▶ _PROVIDED RECORDS_
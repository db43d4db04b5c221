//! Event joiner: writes all detected events into one file, separated by a
//! fixed duration of generated silence.

use std::fs::File;
use std::path::{Path, PathBuf};

use anyhow::{Context, Result};

use aad::region::AudioRegion;
use aad::source::{AudioParams, WavWriter};
use aad::utils::encode::encode_wave;

use super::EventSink;
use super::stream_saver::non_existent_wav_path;

pub struct JoinerSink {
    writer: Option<WavWriter<File>>,
    silence: Vec<u8>,
    first_event: bool,
}

/// Export step kept by the driver; runs after the joiner observer has been
/// stopped and its file closed.
pub struct JoinerExport {
    scratch: PathBuf,
    target: PathBuf,
    format: String,
}

/// Build the joiner observer sink plus its driver-side export handle.
pub fn joiner(
    target: &Path,
    format: Option<&str>,
    params: AudioParams,
    silence_duration: f64,
) -> Result<(JoinerSink, JoinerExport)> {
    let format = format
        .map(|f| f.to_ascii_lowercase())
        .or_else(|| {
            target
                .extension()
                .map(|ext| ext.to_string_lossy().to_ascii_lowercase())
        })
        .unwrap_or_else(|| "wav".to_string());

    let scratch = if format == "wav" || format == "wave" {
        target.to_path_buf()
    } else {
        non_existent_wav_path(target)
    };

    let file = File::create(&scratch)
        .with_context(|| format!("cannot create '{}'", scratch.display()))?;
    let mut writer = WavWriter::new(file, params);
    writer.write_header()?;

    Ok((
        JoinerSink {
            writer: Some(writer),
            silence: AudioRegion::silence(silence_duration, params).data().to_vec(),
            first_event: true,
        },
        JoinerExport {
            scratch,
            target: target.to_path_buf(),
            format,
        },
    ))
}

impl EventSink for JoinerSink {
    fn name(&self) -> &'static str {
        "event joiner"
    }

    fn handle(&mut self, _id: u64, region: &AudioRegion) -> Result<()> {
        let writer = self
            .writer
            .as_mut()
            .context("joiner file already closed")?;
        if self.first_event {
            self.first_event = false;
        } else {
            writer.write_data(&self.silence)?;
        }
        writer.write_data(region.data())?;
        Ok(())
    }

    fn finalize(&mut self) -> Result<()> {
        if let Some(mut writer) = self.writer.take() {
            writer.finish()?;
        }
        Ok(())
    }
}

impl JoinerExport {
    /// Encode the joined WAVE file to the requested format if needed.
    pub fn export(self) -> Result<PathBuf> {
        if self.scratch != self.target {
            encode_wave(&self.scratch, &self.target, &self.format)?;
        }
        Ok(self.target)
    }
}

▶ _PROBLEM STATEMENT_
Only the lines above starting with the one with "its file closed." and going through the one with "let file = File::create(&scratch)" are to be copied, word for word and with both ends kept.

▶ _FINISHED TASK_
/// stopped and its file closed.
pub struct JoinerExport {
    scratch: PathBuf,
    target: PathBuf,
    format: String,
}

/// Build the joiner observer sink plus its driver-side export handle.
pub fn joiner(
    target: &Path,
    format: Option<&str>,
    params: AudioParams,
    silence_duration: f64,
) -> Result<(JoinerSink, JoinerExport)> {
    let format = format
        .map(|f| f.to_ascii_lowercase())
        .or_else(|| {
            target
                .extension()
                .map(|ext| ext.to_string_lossy().to_ascii_lowercase())
        })
        .unwrap_or_else(|| "wav".to_string());

    let scratch = if format == "wav" || format == "wave" {
        target.to_path_buf()
    } else {
        non_existent_wav_path(target)
    };

    let file = File::create(&scratch)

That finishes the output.